Consider the entries given below. Count the lines that include "slots" and give only the count.

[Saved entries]
**********

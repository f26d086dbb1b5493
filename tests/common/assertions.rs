// SPDX-License-Identifier: Apache-2.0
// Copyright 2025 itsakeyfut
//
// Licensed under the Apache License, Version 2.0 (the "License");
// you may not use this file except in compliance with the License.
// You may obtain a copy of the License at
//
//     http://www.apache.org/licenses/LICENSE-2.0
//
// Unless required by applicable law or agreed to in writing, software
// distributed under the License is distributed on an "AS IS" BASIS,
// WITHOUT WARRANTIES OR CONDITIONS OF ANY KIND, either express or implied.
// See the License for the specific language governing permissions and
// limitations under the License.
//! Custom assertions for machine-level tests

use mipsmt::core::cpu::{cause, Cpu};
use mipsmt::core::error::ExceptionKind;
use mipsmt::core::system::Machine;

/// Assert the interrupt inputs of a CPU
#[allow(dead_code)]
pub fn assert_pending_lines(machine: &Machine, cpu: usize, expected: u8) {
    let actual = machine.pending_lines(cpu);
    assert_eq!(
        actual, expected,
        "CPU{} lines mismatch: expected {:08b}, got {:08b}",
        cpu, expected, actual
    );
}

/// Assert the ExcCode of the last exception taken by a CPU
#[allow(dead_code)]
pub fn assert_exc_code(cpu: &Cpu, expected: ExceptionKind) {
    let actual = (cpu.cp0().cause & cause::EXC_CODE_MASK) >> cause::EXC_CODE_SHIFT;
    assert_eq!(
        Some(actual),
        expected.code(),
        "CPU{} ExcCode mismatch: expected {:?}, got {}",
        cpu.index(),
        expected,
        actual
    );
}

/// Assert CPU PC is at expected address
#[allow(dead_code)]
pub fn assert_cpu_pc(cpu: &Cpu, expected: u64) {
    let actual = cpu.pc();
    assert_eq!(
        actual, expected,
        "CPU{} PC mismatch: expected 0x{:016X}, got 0x{:016X}",
        cpu.index(),
        expected,
        actual
    );
}
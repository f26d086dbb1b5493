// SPDX-License-Identifier: Apache-2.0
// Copyright 2025 itsakeyfut
//
// Licensed under the Apache License, Version 2.0 (the "License");
// you may not use this file except in compliance with the License.
// You may obtain a copy of the License at
//
//     http://www.apache.org/licenses/LICENSE-2.0
//
// Unless required by applicable law or agreed to in writing, software
// distributed under the License is distributed on an "AS IS" BASIS,
// WITHOUT WARRANTIES OR CONDITIONS OF ANY KIND, either express or implied.
// See the License for the specific language governing permissions and
// limitations under the License.

/// Emulator error types
use serde::{Deserialize, Serialize};
use thiserror::Error;

/// Result type for emulator operations
pub type Result<T> = std::result::Result<T, EmulatorError>;

/// Result type for guest instructions that may abort with an architectural exception
pub type CpuResult<T> = std::result::Result<T, Exception>;

/// Main error type for the emulator
///
/// These are host-side failures: bad configuration, I/O and save-state
/// problems. Guest-visible faults are [`Exception`]s instead.
#[derive(Error, Debug)]
pub enum EmulatorError {
    #[error("Exceed maximum CPUs {got} (limit {max})")]
    TooManyCpus { got: usize, max: usize },

    #[error("Exceed maximum GIC IRQs {got} (limit {max})")]
    TooManyIrqs { got: usize, max: usize },

    #[error("At least one CPU is required")]
    NoCpus,

    #[error("Unable to initialize GIC - CPU #{0} not registered")]
    CpuNotRegistered(usize),

    #[error("Unknown CPU model: {0}")]
    UnknownCpuModel(String),

    #[error("Invalid thread context count: {0} (valid range: 1-8)")]
    InvalidThreadCount(usize),

    #[error("I/O error: {0}")]
    Io(#[from] std::io::Error),

    #[error("Config parse error: {0}")]
    Parse(#[from] toml::de::Error),

    #[error("Save state encode error: {0}")]
    Encode(#[from] bincode::error::EncodeError),

    #[error("Save state decode error: {0}")]
    Decode(#[from] bincode::error::DecodeError),

    #[error("JSON error: {0}")]
    Json(#[from] serde_json::Error),

    #[error("Incompatible save state version: {got} (expected {expected})")]
    IncompatibleSaveState { expected: u32, got: u32 },

    #[error("Save state does not match machine: {0}")]
    SaveStateMismatch(String),

    #[error("CPU exception: {0}")]
    CpuException(#[from] Exception),
}

/// Architectural exception kinds
///
/// Each kind except [`ExceptionKind::Halt`] carries the ExcCode that is
/// written into Cause when the exception is delivered.
#[derive(Debug, Clone, Copy, PartialEq, Eq, Hash, Serialize, Deserialize)]
pub enum ExceptionKind {
    Interrupt,
    TlbModified,
    TlbLoad,
    TlbStore,
    AddressErrorLoad,
    AddressErrorStore,
    InstructionBusError,
    DataBusError,
    Syscall,
    Breakpoint,
    ReservedInstruction,
    CoprocessorUnusable,
    Overflow,
    Trap,
    MsaFloatingPoint,
    FloatingPoint,
    Thread,
    /// Raised by WAIT to leave the execution loop; never delivered to the guest
    Halt,
}

impl ExceptionKind {
    /// Cause.ExcCode value for this exception
    pub fn code(self) -> Option<u32> {
        let code = match self {
            ExceptionKind::Interrupt => 0,
            ExceptionKind::TlbModified => 1,
            ExceptionKind::TlbLoad => 2,
            ExceptionKind::TlbStore => 3,
            ExceptionKind::AddressErrorLoad => 4,
            ExceptionKind::AddressErrorStore => 5,
            ExceptionKind::InstructionBusError => 6,
            ExceptionKind::DataBusError => 7,
            ExceptionKind::Syscall => 8,
            ExceptionKind::Breakpoint => 9,
            ExceptionKind::ReservedInstruction => 10,
            ExceptionKind::CoprocessorUnusable => 11,
            ExceptionKind::Overflow => 12,
            ExceptionKind::Trap => 13,
            ExceptionKind::MsaFloatingPoint => 14,
            ExceptionKind::FloatingPoint => 15,
            ExceptionKind::Thread => 25,
            ExceptionKind::Halt => return None,
        };
        Some(code)
    }
}

/// An architectural exception aborting the current instruction
///
/// Returned through [`CpuResult`] up to the dispatch loop, which hands it to
/// exception entry.
#[derive(Error, Debug, Clone, Copy, PartialEq, Eq, Serialize, Deserialize)]
#[error("{kind:?} exception (error code {error_code})")]
pub struct Exception {
    pub kind: ExceptionKind,
    pub error_code: i32,
}

impl Exception {
    pub fn new(kind: ExceptionKind) -> Self {
        Self {
            kind,
            error_code: 0,
        }
    }

    pub fn with_code(kind: ExceptionKind, error_code: i32) -> Self {
        Self { kind, error_code }
    }
}
// SPDX-License-Identifier: Apache-2.0
// Copyright 2025 itsakeyfut
//
// Licensed under the Apache License, Version 2.0 (the "License");
// you may not use this file except in compliance with the License.
// You may obtain a copy of the License at
//
//     http://www.apache.org/licenses/LICENSE-2.0
//
// Unless required by applicable law or agreed to in writing, software
// distributed under the License is distributed on an "AS IS" BASIS,
// WITHOUT WARRANTIES OR CONDITIONS OF ANY KIND, either express or implied.
// See the License for the specific language governing permissions and
// limitations under the License.
//! MIPS multithreading CPU control core library
//!
//! This library models the control side of a multi-VPE MIPS core: the CP0
//! register bank with the MT ASE, the software-managed TLB, exception entry
//! and the MIPS Global Interrupt Controller that routes shared interrupt
//! sources onto per-VPE CPU pins.
//!
//! # Example
//!
//! ```
//! use mipsmt::core::config::MachineConfig;
//! use mipsmt::core::system::Machine;
//!
//! let mut machine = Machine::new(&MachineConfig::default()).unwrap();
//!
//! // Only VPE 0 runs out of reset
//! assert!(!machine.cpu(0).unwrap().is_halted());
//! assert!(machine.cpu(1).unwrap().is_halted());
//!
//! machine.advance(1_000);
//! assert_eq!(machine.now_ns(), 1_000);
//! ```

pub mod core;
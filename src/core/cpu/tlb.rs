// SPDX-License-Identifier: Apache-2.0
// Copyright 2025 itsakeyfut
//
// Licensed under the Apache License, Version 2.0 (the "License");
// you may not use this file except in compliance with the License.
// You may obtain a copy of the License at
//
//     http://www.apache.org/licenses/LICENSE-2.0
//
// Unless required by applicable law or agreed to in writing, software
// distributed under the License is distributed on an "AS IS" BASIS,
// WITHOUT WARRANTIES OR CONDITIONS OF ANY KIND, either express or implied.
// See the License for the specific language governing permissions and
// limitations under the License.

//! R4000-style joint TLB
//!
//! The table has `nb_tlb` architectural slots followed by up to
//! `MIPS_TLB_MAX - nb_tlb` shadow slots. A random write keeps the entry it
//! replaces alive in a shadow slot as long as the guest cannot observe it;
//! every architectural change that could make a shadow stale drops the
//! shadows first.
//!
//! Translations that hit are cached in a [`HostTlb`], the model of the
//! host-side lookaside. Invalidation decides which of its pages to drop.
//!
//! # Entry Layout
//!
//! ```text
//! EntryHi:  | VPN2 (63/31..13) | 0 | ASID (7..0) |
//! EntryLo:  | PFN (29..6) | C (5..3) | D (2) | V (1) | G (0) |
//! PageMask: | Mask (28..13) |
//! ```

use serde::{Deserialize, Serialize};
use std::collections::BTreeMap;

/// Total number of TLB slots, architectural plus shadow
pub const MIPS_TLB_MAX: usize = 128;

/// Host page size
pub const TARGET_PAGE_BITS: u32 = 12;
pub const TARGET_PAGE_SIZE: u64 = 1 << TARGET_PAGE_BITS;

/// VPN2 granularity: an entry always maps an even/odd pair of pages
const VPN2_MASK: u64 = !((TARGET_PAGE_SIZE << 1) - 1);

/// One half (even or odd page) of a TLB entry
#[derive(Debug, Clone, Copy, Default, PartialEq, Eq, Serialize, Deserialize)]
pub struct TlbPage {
    pub valid: bool,
    pub dirty: bool,
    /// Cache attribute
    pub cache: u8,
    /// Physical frame base address
    pub pfn: u64,
}

impl TlbPage {
    fn from_entry_lo(lo: u64) -> Self {
        Self {
            valid: lo & 2 != 0,
            dirty: lo & 4 != 0,
            cache: ((lo >> 3) & 0x7) as u8,
            pfn: (lo >> 6) << 12,
        }
    }

    fn to_entry_lo(self, global: bool) -> u64 {
        global as u64
            | (self.valid as u64) << 1
            | (self.dirty as u64) << 2
            | (self.cache as u64) << 3
            | (self.pfn >> 6)
    }
}

/// One TLB entry
#[derive(Debug, Clone, Copy, Default, PartialEq, Eq, Serialize, Deserialize)]
pub struct TlbEntry {
    pub vpn: u64,
    pub asid: u8,
    pub page_mask: u32,
    pub global: bool,
    pub pages: [TlbPage; 2],
}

**********

■ **EXERCISE RESPONSE**
3